**What you need to do:**
Each line from the one that contains "let end = (self.cursor" down to the last line of the material should be retyped exactly as it stands.

___ Material to process ___

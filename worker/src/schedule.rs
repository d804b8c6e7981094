use std::num::NonZeroUsize;

/// Defines which batches report progress.
#[derive(Debug, Clone)]
pub struct LogSchedule {
    interval: NonZeroUsize,
}

impl LogSchedule {
    pub fn new(interval: NonZeroUsize) -> Self {
        Self { interval }
    }

    /// Returns true for the first batch of every `interval`.
    #[inline]
    pub fn should_log(&self, batch_index: usize) -> bool {
        batch_index % self.interval.get() == 0
    }
}
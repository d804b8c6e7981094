use std::{num::NonZeroUsize, ops::Range, sync::Arc};

use machine_learning::Batch;

use super::{dataset::Dataset, shard::Shard};
use crate::error::Result;

/// Walks a shard in fixed-size batches, the last one may be shorter.
///
/// Batches are handed out as ranges into `indices` so they can be sent to the
/// blocking pool together with a clone of the shared index list.
#[derive(Debug, Clone)]
pub struct DataLoader {
    indices: Arc<[usize]>,
    batch_size: usize,
    cursor: usize,
}

impl DataLoader {
    pub fn new(shard: Shard, batch_size: NonZeroUsize) -> Self {
        Self {
            indices: shard.indices.into(),
            batch_size: batch_size.get(),
            cursor: 0,
        }
    }

    #[inline]
    pub fn indices(&self) -> &Arc<[usize]> {
        &self.indices
    }

    /// The amount of samples in the shard.
    #[inline]
    pub fn len(&self) -> usize {
        self.indices.len()
    }

    #[inline]
    pub fn is_empty(&self) -> bool {
        self.indices.is_empty()
    }

    #[inline]
    pub fn num_batches(&self) -> usize {
        self.indices.len().div_ceil(self.batch_size)
    }

    /// Returns the range of the next batch, or `None` if the shard is exhausted.
    pub fn next_batch(&mut self) -> Option<Range<usize>> {
        if self.cursor >= self.indices.len() {
            return None;
        }

        let end = (self.cursor + self.batch_size).min(self.indices.len());
        let range = self.cursor..end;
        self.cursor = end;
        Some(range)
    }
}

/// Reads the samples at `indices` into `batch`, replacing its contents.
pub fn load_batch<D>(dataset: &D, indices: &[usize], batch: &mut Batch) -> Result<()>
where
    D: Dataset + ?Sized,
{
    batch.clear();

    for &i in indices {
        let sample = dataset.read(i)?;
        batch.push(sample.features, sample.target)?;
    }

    Ok(())
}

___

**Response to this task:**
        let end = (self.cursor + self.batch_size).min(self.indices.len());
        let range = self.cursor..end;
        self.cursor = end;
        Some(range)
    }
}

/// Reads the samples at `indices` into `batch`, replacing its contents.
pub fn load_batch<D>(dataset: &D, indices: &[usize], batch: &mut Batch) -> Result<()>
where
    D: Dataset + ?Sized,
{
    batch.clear();

    for &i in indices {
        let sample = dataset.read(i)?;
        batch.push(sample.features, sample.target)?;
    }

    Ok(())
}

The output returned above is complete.